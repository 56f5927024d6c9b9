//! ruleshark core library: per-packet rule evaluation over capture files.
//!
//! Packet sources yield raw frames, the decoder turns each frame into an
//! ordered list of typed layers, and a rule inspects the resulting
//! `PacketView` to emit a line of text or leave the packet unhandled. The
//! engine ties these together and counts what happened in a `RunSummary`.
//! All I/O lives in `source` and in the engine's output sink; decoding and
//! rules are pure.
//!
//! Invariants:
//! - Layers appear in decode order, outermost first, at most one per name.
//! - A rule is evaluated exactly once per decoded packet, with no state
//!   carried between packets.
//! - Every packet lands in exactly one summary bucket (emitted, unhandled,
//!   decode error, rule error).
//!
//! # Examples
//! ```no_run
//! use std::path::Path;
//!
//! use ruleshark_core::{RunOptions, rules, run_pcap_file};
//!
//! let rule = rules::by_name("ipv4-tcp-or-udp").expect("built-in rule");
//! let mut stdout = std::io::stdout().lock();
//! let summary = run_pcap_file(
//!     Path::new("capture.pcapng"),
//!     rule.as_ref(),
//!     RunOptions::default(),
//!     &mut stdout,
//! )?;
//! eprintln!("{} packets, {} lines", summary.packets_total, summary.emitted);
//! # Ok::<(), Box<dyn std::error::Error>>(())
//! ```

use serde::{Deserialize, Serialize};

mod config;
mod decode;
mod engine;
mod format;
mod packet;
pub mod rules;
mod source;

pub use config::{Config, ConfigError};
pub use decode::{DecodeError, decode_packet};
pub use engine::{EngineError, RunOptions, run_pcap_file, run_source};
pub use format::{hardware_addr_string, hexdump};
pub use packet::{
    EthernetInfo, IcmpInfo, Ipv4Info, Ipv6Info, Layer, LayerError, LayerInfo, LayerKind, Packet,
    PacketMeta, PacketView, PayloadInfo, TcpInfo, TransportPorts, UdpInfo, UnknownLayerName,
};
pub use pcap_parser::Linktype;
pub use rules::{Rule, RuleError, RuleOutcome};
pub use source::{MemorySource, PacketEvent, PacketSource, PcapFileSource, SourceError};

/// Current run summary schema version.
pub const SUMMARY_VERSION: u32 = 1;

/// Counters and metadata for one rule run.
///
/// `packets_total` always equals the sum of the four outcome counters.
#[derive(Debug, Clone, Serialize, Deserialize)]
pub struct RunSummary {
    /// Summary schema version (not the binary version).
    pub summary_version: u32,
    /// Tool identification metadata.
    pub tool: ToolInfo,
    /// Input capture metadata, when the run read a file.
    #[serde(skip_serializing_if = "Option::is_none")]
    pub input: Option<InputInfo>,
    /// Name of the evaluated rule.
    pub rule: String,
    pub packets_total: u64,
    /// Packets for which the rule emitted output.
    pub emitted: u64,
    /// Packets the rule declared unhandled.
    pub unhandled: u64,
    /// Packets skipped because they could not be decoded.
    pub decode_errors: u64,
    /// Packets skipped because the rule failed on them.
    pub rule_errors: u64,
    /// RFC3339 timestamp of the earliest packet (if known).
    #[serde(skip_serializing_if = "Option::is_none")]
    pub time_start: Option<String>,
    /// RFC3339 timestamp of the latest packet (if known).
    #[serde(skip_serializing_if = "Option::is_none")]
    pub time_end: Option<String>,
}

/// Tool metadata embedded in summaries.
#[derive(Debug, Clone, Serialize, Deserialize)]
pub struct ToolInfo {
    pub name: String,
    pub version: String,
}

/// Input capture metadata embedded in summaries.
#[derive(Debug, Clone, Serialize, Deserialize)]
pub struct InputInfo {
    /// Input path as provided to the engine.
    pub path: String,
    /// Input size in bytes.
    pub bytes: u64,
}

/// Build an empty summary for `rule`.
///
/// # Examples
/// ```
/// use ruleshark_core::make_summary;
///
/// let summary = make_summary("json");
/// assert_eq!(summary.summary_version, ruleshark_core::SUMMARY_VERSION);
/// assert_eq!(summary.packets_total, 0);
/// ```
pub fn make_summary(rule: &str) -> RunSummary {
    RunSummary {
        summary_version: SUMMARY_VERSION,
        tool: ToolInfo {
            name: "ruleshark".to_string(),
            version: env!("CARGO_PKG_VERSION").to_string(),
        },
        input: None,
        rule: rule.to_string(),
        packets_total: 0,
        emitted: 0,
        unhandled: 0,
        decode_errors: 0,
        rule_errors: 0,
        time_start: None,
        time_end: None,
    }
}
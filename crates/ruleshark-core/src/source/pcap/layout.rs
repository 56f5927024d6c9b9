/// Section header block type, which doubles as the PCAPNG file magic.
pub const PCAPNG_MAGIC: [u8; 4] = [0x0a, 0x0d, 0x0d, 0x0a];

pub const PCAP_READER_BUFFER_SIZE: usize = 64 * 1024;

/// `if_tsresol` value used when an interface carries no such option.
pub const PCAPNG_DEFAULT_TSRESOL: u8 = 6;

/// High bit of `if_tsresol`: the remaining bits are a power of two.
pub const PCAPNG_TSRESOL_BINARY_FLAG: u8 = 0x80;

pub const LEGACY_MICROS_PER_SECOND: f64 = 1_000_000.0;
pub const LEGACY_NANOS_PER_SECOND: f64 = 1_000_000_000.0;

········

_Action item_:
Within the listing above, how many lines hold the string "because"? Answer with the number only.

_Solution for this exercise_:
2